The APL technique attempts to overcome this shortcoming by generating the pre-correction characteristic in a flexible manner, thus allowing the amplifier's characteristic to be modelled more accurately. The generation of the pre-corrector characteristic is also controllable, as illustrated in the lower graphs in Figure 3. The characteristic may therefore be modified to more precisely match that required to linearize the power amplifier, with this process being adaptively controlled in real-time.

The control technique allows the precise correction to be maintained over a broad range of temperatures and power levels, with the closed-loop approach adopted guaranteeing a consistent level of performance throughout the lifetime of the product.

Cascading the APL system with a non-linear power amplifier therefore results in a highly-linear overall system, as shown in the lower part of Figure 3.

Figure 4 shows WSI's (Bristol, UK) APL equipped 3G W-CDMA 2.1GHz linear power amplifier product which achieves significant efficiency improvements and demonstrable advances in terms of module footprint and associated costs of manufacture in comparison to LPAs of similar performance using feedfoward linearization techniques.

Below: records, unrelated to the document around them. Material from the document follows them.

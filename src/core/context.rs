//! Context classification and ISR-aware dispatch
//!
//! Every primitive either refuses to run in interrupt context or picks a
//! non-blocking interrupt variant. [`Espos::dispatch`] is the single place
//! that makes that choice.

use core::marker::PhantomData;

use crate::core::kernel::Espos;
use crate::error::EsposResult;
use crate::port::Kernel;
use crate::types::NestingCtr;

impl<K: Kernel> Espos<K> {
    /// Check if the CPU is executing an interrupt handler
    ///
    /// Read from the CPU port, never from the software nesting counters:
    /// those lag behind the hardware on interrupt entry.
    #[inline]
    pub fn in_isr(&self) -> bool {
        self.kernel.in_isr()
    }

    /// Check if the caller runs inside an OS-internal section on this core
    #[inline]
    pub fn in_os_internal(&self) -> bool {
        self.core(self.kernel.core_id()).os_nesting() > 0
    }

    /// Mark entry into an OS-internal section
    pub fn os_enter(&self) {
        self.core(self.kernel.core_id()).os_inc();
    }

    /// Mark exit from an OS-internal section; unbalanced calls are ignored
    pub fn os_exit(&self) {
        self.core(self.kernel.core_id()).os_dec();
    }

    /// Scoped OS-internal section
    pub fn os_internal(&self) -> OsInternal<'_, K> {
        let core_id = self.kernel.core_id();
        self.core(core_id).os_inc();
        OsInternal {
            os: self,
            core_id,
            _not_send: PhantomData,
        }
    }

    /// Record interrupt entry; call from the interrupt trampoline
    pub fn isr_enter(&self) {
        self.core(self.kernel.core_id()).isr_inc();
    }

    /// Record interrupt exit; unbalanced calls are ignored
    pub fn isr_exit(&self) {
        self.core(self.kernel.core_id()).isr_dec();
    }

    /// Interrupt nesting recorded for core `core_id`
    #[inline]
    pub fn isr_nesting(&self, core_id: usize) -> NestingCtr {
        self.core(core_id).isr_nesting()
    }

    /// Run `from_isr` in interrupt context, `from_task` otherwise
    ///
    /// `from_isr` must not block. It receives the kernel's "higher priority
    /// task woken" flag; when it succeeds with the flag set, a context switch
    /// is requested before returning so the woken task runs as soon as the
    /// interrupt exits.
    pub(crate) fn dispatch<T>(
        &self,
        from_isr: impl FnOnce(&mut bool) -> EsposResult<T>,
        from_task: impl FnOnce() -> EsposResult<T>,
    ) -> EsposResult<T> {
        if !self.in_isr() {
            return from_task();
        }

        let mut woken = false;
        let ret = from_isr(&mut woken);
        if ret.is_ok() && woken {
            self.kernel.yield_from_isr();
        }
        ret
    }
}

/// Guard for an OS-internal section; leaves it when dropped
pub struct OsInternal<'a, K: Kernel> {
    os: &'a Espos<K>,
    core_id: usize,
    _not_send: PhantomData<*const ()>,
}

impl<K: Kernel> Drop for OsInternal<'_, K> {
    fn drop(&mut self) {
        self.os.core(self.core_id).os_dec();
    }
}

Figure 4: WSI's APL equipped 3G W-CDMA linear power amplifier


Comparison of linearization techniques
Although feedforward technology has been an accepted industry linearization standard for power amplifiers over the past few years (and remains suitable for many PA applications), the demands of 3G standards drive the requirement for more advanced technology in this area. A comparison of linearization techniques suitable for 3G W-CDMA power amplifier applications is shown in Figure 5 below. This clearly demonstrates the benefits in terms of the linearity and associated efficiency performance, module size and cost implications where APL provides the stand-alone linearizer function within the power amplifier.

Figure 5: Comparison of 3G LPA linearization techniques

The primary drivers in the development of linear power amplifiers for 3G W-CDMA base stations are cost, size and efficiency. At the same time, base stations must maintain maximum flexibility in terms of network planning in order to ensure coverage and capacity capability is maximised. There is an overriding demand from both infrastructure suppliers and mobile network operators alike to reduce real estate requirements and operating costs in order to maximise revenue; LPA products are seen to be a key enabler for the next generation of base station architecture.

Additionally, the 3G standards currently dictate that a linearized PA is an essential element in 3G W-CDMA base stations. Emerging linearization technology for power amplifiers, as described above, will allow 3G base stations to meet the requirements of standards organisations, wireless OEMs and operators as the industry faces the challenge of developing and deploying third generation networks.

About the Author:
Mark Woodgate is a product engineer with WSI at their Bristol, UK facility. WSI focuses on design, development, and manufacture of linear RF components and sub-systems. Prior to joining WSI in 1999, Woodgate worked with Nokia as a senior base station engineer and Lucent Technologies as a BTS product manager.